We can choose to be happy, even though things are not perfect or the way we want them. We can choose to be kind, even though some we encounter or who are in our lives aren’t so loving. We can be patient, even if others around us are rushed. We can smile at others and let them cut in traffic in front of us, even though we have no energy and are running late. We can feel content, even though we’ve lost our best friend or a parent. We can do something small like bake cookies for a friend, even though we’re tired. We can hug that person at the funeral, even though they weren’t nice to us in the past. 

It just feels better to be loving. I myself have used my grief to ask, “How can I be more loving?” 

It’s okay to not be perfect. I myself have my moments of not trusting or having my heart open. They aren’t permanent, even though in the moment, it can feel that way. 

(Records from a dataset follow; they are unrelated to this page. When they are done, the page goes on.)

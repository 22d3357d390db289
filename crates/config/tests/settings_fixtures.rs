//! Integration tests for env-driven settings loading and template fixtures.

use servarr_config::{DeploymentEnv, load_deployment_settings, load_template, load_template_by_name};
use servarr_domain::ServarrApp;
use std::collections::BTreeMap;
use std::error::Error;
use std::path::{Path, PathBuf};

fn workspace_root() -> PathBuf {
    let manifest_dir = Path::new(env!("CARGO_MANIFEST_DIR"));
    manifest_dir
        .parent()
        .and_then(Path::parent)
        .map(Path::to_path_buf)
        .unwrap_or_else(|| manifest_dir.to_path_buf())
}

fn fixture_templates_dir() -> PathBuf {
    workspace_root().join("tests/fixtures/templates")
}

fn full_env() -> BTreeMap<String, String> {
    [
        ("SONARR_APIKEY", "sonarr-key"),
        ("RADARR_APIKEY", "radarr-key"),
        ("PROWLARR_APIKEY", "prowlarr-key"),
        ("QBITTORRENT_APIKEY", "qbit-key"),
        ("SONARR_PASSWORD", "sonarr-pass"),
        ("RADARR_PASSWORD", "radarr-pass"),
        ("PROWLARR_PASSWORD", "prowlarr-pass"),
        ("QBITTORRENT_USERNAME", "admin"),
        ("QBITTORRENT_PASSWORD", "qbit-pass"),
        ("EXPORTARR_IMAGE", "ghcr.io/onedr0p/exportarr:v2.0.1"),
        ("JELLYSEERR_IMAGE", "fallenbagel/jellyseerr:2.1.0"),
        ("POSTGRES_HOST", "postgres.db.svc"),
        ("POSTGRES_PORT", "5432"),
        ("POSTGRES_PASSWORD", "pg-pass"),
        ("TRUENAS_HOST", "nas.lan"),
        ("TRUENAS_NFS_PATH_MEDIA", "/mnt/tank/media"),
        ("SERVARR_NAMESPACE", "media"),
        ("SERVARR_DOMAIN", "Example.COM"),
    ]
    .into_iter()
    .map(|(key, value)| (key.to_string(), value.to_string()))
    .collect()
}

#[test]
fn full_env_loads_settings_without_a_file() -> Result<(), Box<dyn Error>> {
    let env = DeploymentEnv::from_map(&full_env())?;
    let settings = load_deployment_settings(None, &env)?;

    assert_eq!(settings.config.namespace, "media");
    assert_eq!(settings.config.domain, "example.com");
    assert_eq!(settings.config.host_for("sonarr"), "sonarr.example.com");
    assert_eq!(&*settings.nfs.server, "nas.lan");
    assert_eq!(&*settings.nfs.path, "/mnt/tank/media");
    assert_eq!(&*settings.required.postgres.username, "postgres");
    assert_eq!(settings.required.postgres.port, 5432);
    assert_eq!(settings.required.api_keys.len(), 4);
    assert_eq!(
        settings
            .required
            .api_keys
            .get(ServarrApp::Radarr)
            .map(servarr_shared::SecretString::expose),
        Some("radarr-key")
    );
    Ok(())
}

#[test]
fn blank_nfs_variables_use_placeholder_defaults() -> Result<(), Box<dyn Error>> {
    let mut map = full_env();
    map.insert("TRUENAS_HOST".to_string(), String::new());
    map.insert("TRUENAS_NFS_PATH_MEDIA".to_string(), "   ".to_string());
    map.insert("PREPARR_IMAGE".to_string(), String::new());
    let env = DeploymentEnv::from_map(&map)?;
    let settings = load_deployment_settings(None, &env)?;

    assert_eq!(&*settings.nfs.server, "localhost");
    assert_eq!(&*settings.nfs.path, "/path/to/media");
    assert_eq!(settings.preparr_image, None);
    Ok(())
}

#[test]
fn missing_variables_are_reported_together() -> Result<(), Box<dyn Error>> {
    let mut map = full_env();
    map.remove("RADARR_APIKEY");
    map.remove("POSTGRES_PASSWORD");
    let env = DeploymentEnv::from_map(&map)?;

    let Err(error) = load_deployment_settings(None, &env) else {
        return Err("expected missing credentials".into());
    };

    assert_eq!(error.code.code(), "missing_credential");
    assert_eq!(
        error.metadata.get("env_vars"),
        Some(&"RADARR_APIKEY,POSTGRES_PASSWORD".to_string())
    );
    assert!(!error.message.contains("pg-pass"));
    Ok(())
}

#[test]
fn templates_dir_override_points_at_fixtures() -> Result<(), Box<dyn Error>> {
    let mut map = full_env();
    let dir = fixture_templates_dir();
    map.insert(
        "SERVARR_TEMPLATES_DIR".to_string(),
        dir.to_string_lossy().to_string(),
    );
    let env = DeploymentEnv::from_map(&map)?;
    let settings = load_deployment_settings(None, &env)?;

    assert_eq!(settings.templates_dir(), dir.as_path());
    let prowlarr = load_template(settings.templates_dir(), ServarrApp::Prowlarr)?;
    let names: Vec<&str> = prowlarr
        .applications()
        .filter_map(|entry| entry.name())
        .collect();
    assert_eq!(names, vec!["Sonarr", "Radarr", "Lidarr"]);
    Ok(())
}

#[test]
fn unknown_or_absent_templates_fail_with_stable_codes() -> Result<(), Box<dyn Error>> {
    let dir = fixture_templates_dir();

    let Err(unknown) = load_template_by_name(&dir, "../sonarr") else {
        return Err("expected unknown app".into());
    };
    assert_eq!(unknown.code.code(), "unknown_app");

    let Err(absent) = load_template(&dir, ServarrApp::Qbittorrent) else {
        return Err("expected missing template".into());
    };
    assert_eq!(absent.code.code(), "template_not_found");
    assert_eq!(absent.metadata.get("app"), Some(&"qbittorrent".to_string()));
    Ok(())
}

However, there’s some things that my guru grief has taught me over the past four decades of my life so far. In no particular order, here’s some of my learnings:

  1. My grief isn’t special. Everyone has experienced loss or grief. No one person’s grief is worse than another’s. Grief is one of the common threads we have as humans. We can remember this and it can help us be kind to others. 
  2. When you focus on yourself and your pain and hide in your shell, you make things worse. You miss chances to love others and enjoy your life. 
  3. Grief comes in waves. Each wave has a different feel, texture, shape, size, and intensity. Just like the ocean waves, there will be ebb and flow. You don’t have to ride any of the waves, but you can let them pass quietly. Maybe you can ride on one and use it to heal yourself through art, singing, poetry, writing, exercise, meditation, yoga, hugs, or just being in nature? 
  4. When grief is overwhelming, it’s a cry from your spirit to rest. 
  5. When you give to others, you will feel better. Give your time and love to others, even strangers. The less you think about yourself, the better you will feel. 
  6. Help others with their grief. Plant the seeds for your own healing, happiness, and health. Send notes or cards to others for no reason, other than to say, “Hi” or “Been thinking about you.” Smile at strangers. You don’t know what kind of battles they are fighting. Be the light.
  7. The darkness will improve. Just as you think it won’t get better, you will notice a sunset or a rainbow. Maybe a little bird lands near you? Maybe you hear your grandma’s favorite song at the store? There’s always light, but we do have to notice it.
  8. If you can’t get out of bed, please get up. Make yourself get up. Do some stretches. Take a few deep breaths. Let yourself feel your body. You’re alive. Drink some green tea or coffee. Drink some water or make yourself a green juice. If you don’t have energy to do so, have someone do it for you or go to a cafe. Sit with others and just let yourself feel like you’re part of something, whether it’s the cafe or the city or nature. Even if you have to exist on this basic level of just surviving for a while, you can keep going. Talk it out with someone you trust. Tell them how you feel. Don’t let yourself be or feel alone.
  9. Honor those who have passed by continuing to live your life. Yes, take time to heal the sadness and feel it and use it. Don’t ignore it. However, you do have things that are part of your mission that need to be done. Please take small steps each day towards living your life. If you don’t feel you have a purpose, create a small one each day for yourself. It might be something like, “I’m going to hold the door open for each person I meet.” Maybe it could be, “I’m going to write kind things all day on social media, texts, and emails.” Those who have died wouldn’t want you to suffer or put your life on hold for too long.
  10. Let your old dreams die. Yes, it’s sad to let them go. Give yourself permission to have new dreams. You’re human, which means you’re evolving. Let yourself fly.